On the other hand, reports from the media and various international organisations indicate that members of the international community reached out to assist in ensuring a fair, domestic trial process. By international community, throughout the essay I refer to the UN; state parties such as the US, UK, Australia and those who have their own transitional justice mechanisms such as Cambodia, East Timor, South Africa, Sierra Leone, Liberia; supranational and intergovernmental institutions such as the European Union; organisations and networks such as the Human Rights Watch-HRW, Amnesty International-AI; and prominent individuals of the global civil society.
Communication from the UN for example, since mid 2009 addressed to the GoB (the Ministry of Foreign Affairs, Ministry of Law, Justice and Parliamentary Affairs and the Ministry of Home Affairs) noted concerns about the provision of death penalty, the full guarantees of the right to a fair trial and the protection of victims and witnesses. Offers were also made by the UN to provide technical and financial support to a Bangladesh technical mission to visit countries and institutions with applicable experience, critical information, including lessons on procedure for national war crimes trials, and alternative forms of justice as well as information.

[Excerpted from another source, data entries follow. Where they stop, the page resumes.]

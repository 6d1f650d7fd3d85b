// Copyright 2024-Present Datadog, Inc. https://www.datadoghq.com/
// SPDX-License-Identifier: Apache-2.0

//! Packet model and processing pipeline.
//!
//! A packet is a bundle of typed components indexed by a dense component id;
//! the chain pushes every packet through ordered stage lists on a pool of
//! worker threads, deduplicating identical frames and keeping per-source
//! ordering by pinning packets with the same assignment id to one worker.

#![cfg_attr(not(test), deny(clippy::panic))]
#![cfg_attr(not(test), deny(clippy::unwrap_used))]
#![cfg_attr(not(test), deny(clippy::expect_used))]

pub mod chain;
pub mod filters;
pub mod packet;

pub use chain::{ChainStage, HandlerId, PacketChain, PacketChainConfig};
pub use packet::{
    CommonInfo, ComponentId, DatasourceInfo, GpsInfo, JsonInfo, LinkFrame, MetaBlob, NoGps,
    Packet, PacketComponent, PacketRef, PhyId, SignalAggregate, SignalInfo,
};
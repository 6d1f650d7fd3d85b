// Copyright 2024-Present Datadog, Inc. https://www.datadoghq.com/
// SPDX-License-Identifier: Apache-2.0

//! Outstanding-command correlation.
//!
//! Every request to a helper carries a sequence number; the matching report
//! echoes it.  The map holds one callback per outstanding seqno and
//! guarantees exactly-once invocation: a reply consumes the entry, close
//! cancels every remaining entry with `(false, reason)`.

use std::collections::HashMap;
use std::sync::atomic::{AtomicU32, Ordering};
use std::sync::Mutex;

use rwcommon::MutexExt;
use tracing::debug;

/// Reply callback: `(success, message)`.
pub type CommandCallback = Box<dyn FnOnce(bool, &str) + Send>;

/// What kind of reply an outstanding command expects; used for sanity
/// logging when a helper answers with the wrong report type.
#[derive(Debug, Clone, Copy, PartialEq, Eq)]
pub enum CommandKind {
    Probe,
    List,
    Open,
    Configure,
}

pub struct TrackedCommand {
    pub transaction_id: u32,
    pub kind: CommandKind,
    pub callback: CommandCallback,
}

#[derive(Default)]
pub struct CommandMap {
    next_seqno: AtomicU32,
    next_transaction: AtomicU32,
    outstanding: Mutex<HashMap<u32, TrackedCommand>>,
}

impl CommandMap {
    pub fn new() -> Self {
        CommandMap {
            next_seqno: AtomicU32::new(1),
            next_transaction: AtomicU32::new(1),
            outstanding: Mutex::new(HashMap::new()),
        }
    }

    pub fn next_transaction(&self) -> u32 {
        self.next_transaction.fetch_add(1, Ordering::SeqCst)
    }

    /// Allocate a seqno and park the callback under it.
    pub fn track(&self, kind: CommandKind, transaction_id: u32, callback: CommandCallback) -> u32 {
        let seqno = self.next_seqno.fetch_add(1, Ordering::SeqCst);
        self.outstanding.lock_or_panic().insert(
            seqno,
            TrackedCommand {
                transaction_id,
                kind,
                callback,
            },
        );
        seqno
    }

    /// Consume the entry for a reply.  Returns the command so the caller
    /// can inspect its kind and fire the callback; `None` for unknown or
    /// already-answered seqnos.
    pub fn complete(&self, seqno: u32) -> Option<TrackedCommand> {
        let cmd = self.outstanding.lock_or_panic().remove(&seqno);
        if cmd.is_none() {
            debug!(seqno, "reply for unknown or already-completed command");
        }
        cmd
    }

    pub fn outstanding_count(&self) -> usize {
        self.outstanding.lock_or_panic().len()
    }

    /// Cancel everything, invoking each callback once with failure.
    pub fn cancel_all(&self, reason: &str) {
        let drained: Vec<TrackedCommand> = {
            let mut map = self.outstanding.lock_or_panic();
            map.drain().map(|(_, cmd)| cmd).collect()
        };
        for cmd in drained {
            (cmd.callback)(false, reason);
        }
    }
}

#[cfg(test)]
mod tests {
    use super::*;
    use std::sync::atomic::AtomicUsize;
    use std::sync::Arc;

    #[test]
    fn test_reply_fires_exactly_once() {
        let map = CommandMap::new();
        let fired = Arc::new(AtomicUsize::new(0));

        let f = fired.clone();
        let seqno = map.track(
            CommandKind::Open,
            map.next_transaction(),
            Box::new(move |ok, msg| {
                assert!(ok);
                assert_eq!(msg, "opened");
                f.fetch_add(1, Ordering::SeqCst);
            }),
        );

        let cmd = map.complete(seqno).unwrap();
        (cmd.callback)(true, "opened");
        assert_eq!(fired.load(Ordering::SeqCst), 1);

        // second reply with the same seqno finds nothing
        assert!(map.complete(seqno).is_none());
    }

    #[test]
    fn test_seqnos_are_distinct() {
        let map = CommandMap::new();
        let a = map.track(CommandKind::Probe, 1, Box::new(|_, _| {}));
        let b = map.track(CommandKind::List, 2, Box::new(|_, _| {}));
        assert_ne!(a, b);
        assert_eq!(map.outstanding_count(), 2);
    }

    #[test]
    fn test_cancel_all_fails_everything_once() {
        let map = CommandMap::new();
        let fired = Arc::new(AtomicUsize::new(0));

        for _ in 0..5 {
            let f = fired.clone();
            map.track(
                CommandKind::Configure,
                map.next_transaction(),
                Box::new(move |ok, msg| {
                    assert!(!ok);
                    assert_eq!(msg, "source closed");
                    f.fetch_add(1, Ordering::SeqCst);
                }),
            );
        }

        map.cancel_all("source closed");
        assert_eq!(fired.load(Ordering::SeqCst), 5);
        assert_eq!(map.outstanding_count(), 0);

        // cancelling again is a no-op
        map.cancel_all("source closed");
        assert_eq!(fired.load(Ordering::SeqCst), 5);
    }
}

In part, due to highly organised lobbying from the Defence strategists and also in part due to a lack of transparency by the GoB in explaining how the alleged war criminals were detained, the Working Group on Arbitrary Detention on 23 November, 2011 adopted opinions that ‘the deprivation of liberty of Motiur Rahman Nizami, Abdul Quader Molla, Mohammad Kamaruzzaman, Ali Hasan Mohammed Mujahid, Allama Delewar Hossain Sayedee and Salhuddin Quader Chowdhury is arbitrary and constitutes a breach of article 9 of the Universal Declaration of Human Rights and article 9 of the International Covenant on Civil and Political Rights, falling into category III of the categories applicable to the cases submitted to the Working Group’ (UN General Assembly, HRC/WGAD/2011/66).
Both the Special Rapporteurs on the Independence of Judges and Lawyers and on Enforced or Involuntary Disappearances sent urgent appeals, including those on 3 October 2012, 16 November 2012 and 5 February 2013 asking for clarifications with regard to the proceedings of the ICT. To date, there has been no formal response from the GoB.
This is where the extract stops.